The contract covering 30,000 Bay Area supermarket workers expired Sept. 11 but has been extended to Dec. 8. Also on the table are wages and grievance procedures, but as in virtually all labor negotiations today, health coverage heads the list.
“This is the beginning of a labor and community campaign to let the companies know they are not going to make workers pay for health care,” Tim Paulsen, executive director of the San Francisco Labor Council, told the crowd of union members and community supporters. The demonstrators responded with shouts of, “If Safeway cuts health care, we’ll shop elsewhere,” and “Customers are coming through, Safeway, we’re watching you!”

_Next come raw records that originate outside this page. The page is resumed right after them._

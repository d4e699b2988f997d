//! User service implementation
//!
//! This service handles account registration, credential checks, account
//! deletion and the bootstrap admin account.

use std::future::Future;
use std::sync::Arc;
use tracing::{debug, info, warn};
use crate::config::{AdminConfig, Settings};
use crate::database::{DatabaseService, EntityStore};
use crate::middleware::auth::{IdentityResolver, Principal};
use crate::models::{CreateUserRequest, Role, User, UserId};
use crate::services::auth::{Actor, AuthService, Operation};
use crate::utils::clock::Clock;
use crate::utils::errors::{EventHubError, Result};
use crate::utils::helpers::{is_blank, is_valid_email, is_valid_phone};
use crate::utils::logging::{log_admin_action, log_user_action};
use crate::utils::password::PasswordEncoder;

/// User service for managing user operations
#[derive(Clone)]
pub struct UserService {
    database: DatabaseService,
    auth: AuthService,
    encoder: Arc<dyn PasswordEncoder>,
    clock: Arc<dyn Clock>,
    settings: Settings,
}

impl UserService {
    /// Create a new UserService instance
    pub fn new(
        database: DatabaseService,
        auth: AuthService,
        encoder: Arc<dyn PasswordEncoder>,
        clock: Arc<dyn Clock>,
        settings: Settings,
    ) -> Self {
        Self {
            database,
            auth,
            encoder,
            clock,
            settings,
        }
    }

    /// Register a new account.
    ///
    /// Anonymous callers may create USER accounts only; admins may create
    /// accounts with any role.
    pub async fn register(&self, actor: &Actor, request: CreateUserRequest) -> Result<User> {
        let role = request.role.unwrap_or_default();
        self.auth.authorize(actor, Operation::register(role), None)?;
        debug!(username = %request.username, role = %role, "Registering user");

        self.validate_request(&request)?;
        let password = self.encoder.encode(&request.password)?;

        let user = self.insert_user(request, password, role).await?;
        log_user_action(user.id, "registered", Some(&role.to_string()));
        if let Some(admin_id) = actor.user_id() {
            log_admin_action(admin_id, "register_user", Some(&user.username), Some(&role.to_string()));
        }
        Ok(user)
    }

    /// Check credentials and return the principal to act as
    pub async fn authenticate(&self, username: &str, password: &str) -> Result<Principal> {
        debug!(username = %username, "Authenticating user");
        let encoded = {
            let store = self.database.read().await;
            store.find_user_by_username(username).map(|user| user.password.clone())
        };

        let Some(encoded) = encoded else {
            warn!(username = %username, "Authentication failed: unknown username");
            return Err(EventHubError::Unauthorized("bad credentials".to_string()));
        };
        if !self.encoder.matches(password, &encoded)? {
            warn!(username = %username, "Authentication failed: wrong password");
            return Err(EventHubError::Unauthorized("bad credentials".to_string()));
        }

        Ok(Principal::new(username))
    }

    /// The stored record of the acting user
    pub async fn current(&self, actor: &Actor) -> Result<User> {
        let user_id = actor.require_user()?.id;
        let store = self.database.read().await;
        store.require::<User>(user_id).cloned()
    }

    pub async fn find(&self, user_id: UserId) -> Option<User> {
        self.database.read().await.find_by_id::<User>(user_id).cloned()
    }

    pub async fn find_by_username(&self, username: &str) -> Option<User> {
        self.database.read().await.find_user_by_username(username).cloned()
    }

    pub async fn list(&self) -> Vec<User> {
        self.database.read().await.list_users().into_iter().cloned().collect()
    }

    pub async fn admins(&self) -> Vec<User> {
        self.database.read().await.users_with_role(Role::Admin).into_iter().cloned().collect()
    }

    /// Delete the acting user's own account with its comments and favorites
    pub async fn delete_account(&self, actor: &Actor) -> Result<User> {
        self.auth.authorize(actor, Operation::DeleteOwnAccount, actor.user_id())?;
        let user_id = actor.require_user()?.id;
        debug!(user_id = user_id, "Deleting account");

        let mut store = self.database.write().await;
        store.require::<User>(user_id)?;
        let report = store.associations().sever_user(user_id)?;
        let user = store.delete::<User>(user_id)?;

        log_user_action(
            user_id,
            "deleted",
            Some(&format!(
                "{} comments, {} favorites removed",
                report.comments.len(),
                report.favorites.len()
            )),
        );
        Ok(user)
    }

    /// Create the configured admin account unless the username already exists
    pub async fn ensure_admin(&self, config: &AdminConfig) -> Result<User> {
        if let Some(existing) = self.find_by_username(&config.username).await {
            if !existing.is_admin() {
                warn!(user_id = existing.id, username = %existing.username, "Configured admin username belongs to a non-admin account");
            }
            return Ok(existing);
        }

        let request = CreateUserRequest {
            username: config.username.clone(),
            email: config.email.clone(),
            phone_number: config.phone_number.clone(),
            password: config.password.clone(),
            role: Some(Role::Admin),
        };
        self.validate_request(&request)?;
        let password = self.encoder.encode(&request.password)?;
        let user = self.insert_user(request, password, Role::Admin).await?;

        info!(user_id = user.id, username = %user.username, "Bootstrap admin account created");
        Ok(user)
    }

    async fn insert_user(&self, request: CreateUserRequest, password: String, role: Role) -> Result<User> {
        let mut store = self.database.write().await;
        if store.find_user_by_username(&request.username).is_some() {
            return Err(EventHubError::Conflict(format!(
                "username '{}' is already taken",
                request.username
            )));
        }

        let user = User {
            id: store.next_id::<User>(),
            username: request.username,
            email: request.email,
            phone_number: request.phone_number,
            password,
            role,
            created_at: self.clock.now(),
        };
        store.save(user.clone())?;
        Ok(user)
    }

    fn validate_request(&self, request: &CreateUserRequest) -> Result<()> {
        if is_blank(&request.username) {
            return Err(EventHubError::invalid("username", "username must not be empty"));
        }
        if request.username.chars().any(char::is_whitespace) {
            return Err(EventHubError::invalid("username", "username must not contain whitespace"));
        }
        if !is_valid_email(&request.email) {
            return Err(EventHubError::invalid("email", format!("'{}' is not a valid email address", request.email)));
        }
        if !is_valid_phone(&request.phone_number) {
            return Err(EventHubError::invalid(
                "phone_number",
                format!("'{}' is not a valid phone number", request.phone_number),
            ));
        }
        let min_length = self.settings.security.min_password_length;
        if request.password.chars().count() < min_length {
            return Err(EventHubError::invalid(
                "password",
                format!("password must be at least {} characters", min_length),
            ));
        }
        Ok(())
    }
}

impl IdentityResolver for UserService {
    fn resolve(&self, username: &str) -> impl Future<Output = Result<User>> + Send {
        async move {
            let store = self.database.read().await;
            store
                .find_user_by_username(username)
                .cloned()
                .ok_or_else(|| EventHubError::Unauthorized(format!("unknown principal '{}'", username)))
        }
    }
}
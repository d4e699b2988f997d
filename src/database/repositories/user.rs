//! User repository implementation

use crate::database::store::Store;
use crate::models::{Role, User};

impl Store {
    /// Find user by username (exact match)
    pub fn find_user_by_username(&self, username: &str) -> Option<&User> {
        self.users.values().find(|user| user.username == username)
    }

    /// List users in id order
    pub fn list_users(&self) -> Vec<&User> {
        self.users.values().collect()
    }

    /// Users holding the given role
    pub fn users_with_role(&self, role: Role) -> Vec<&User> {
        self.users.values().filter(|user| user.role == role).collect()
    }
}
//! Helper functions and utilities
//!
//! This module contains common helper functions used throughout the application.

use std::sync::OnceLock;
use regex::Regex;

fn email_regex() -> &'static Regex {
    static EMAIL: OnceLock<Regex> = OnceLock::new();
    EMAIL.get_or_init(|| {
        Regex::new(r"^[A-Za-z0-9._%+\-]+@[A-Za-z0-9\-]+(\.[A-Za-z0-9\-]+)*\.[A-Za-z]{2,}$")
            .expect("email pattern is valid")
    })
}

fn phone_regex() -> &'static Regex {
    static PHONE: OnceLock<Regex> = OnceLock::new();
    PHONE.get_or_init(|| Regex::new(r"^\+?[0-9][0-9 \-]{7,18}[0-9]$").expect("phone pattern is valid"))
}

/// Truncate text to a maximum number of characters with ellipsis
pub fn truncate_text(text: &str, max_length: usize) -> String {
    if text.chars().count() <= max_length {
        text.to_string()
    } else {
        let kept: String = text.chars().take(max_length.saturating_sub(3)).collect();
        format!("{}...", kept)
    }
}

/// Validate email format
pub fn is_valid_email(email: &str) -> bool {
    email_regex().is_match(email)
}

/// Validate phone number format (digits with optional leading +, spaces or dashes)
pub fn is_valid_phone(phone: &str) -> bool {
    phone_regex().is_match(phone)
}

/// Normalize whitespace in text
pub fn normalize_whitespace(text: &str) -> String {
    text.split_whitespace().collect::<Vec<_>>().join(" ")
}

/// Check that text has visible content
pub fn is_blank(text: &str) -> bool {
    text.trim().is_empty()
}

Joining Paulsen in addressing the crowd from the back of a truck in the supermarket’s parking lot were San Francisco Supervisors Tom Ammiano and Jake McGoldrick, Father Louis Vitale of St. Boniface Roman Catholic Church, and representatives of UNITE HERE Local 2, who have been locked out of 14 of the city’s biggest hotels. The two groups of workers are combating similar employer demands for health cutbacks, and are actively supporting each other’s campaigns.
Demonstrators erupted in cheers as Father Vitale, a consistent supporter of labor struggles, declared his willingness to go to jail if necessary to uphold the right of families to health coverage.
McGoldrick, a former roofer and Labor Council delegate from the teachers union, and Ammiano, a long-time champion of labor issues on the Board of Supervisors, pledged their continuing support and called on Safeway to deal fairly with its workers.
Marchers — many of whom wore bandages smeared with mock blood or bore crutches — then shouldered a wooden coffin painted with the legend, “Uninsured!” for a march up Market Street. At the Cala supermarket at 18th and Collingwood streets they paused for a “die-in,” with several workers lying down in front of the store and being covered with a tarp also lettered, “Uninsured.”
The Labor Council, which organized the rally together with eight area UFCW locals, said some 60,000 supermarket customers have signed boycott pledge cards. Unions and community organizations are bringing the campaign to tens of thousands more as they continue to build solidarity with the grocery workers’ struggle.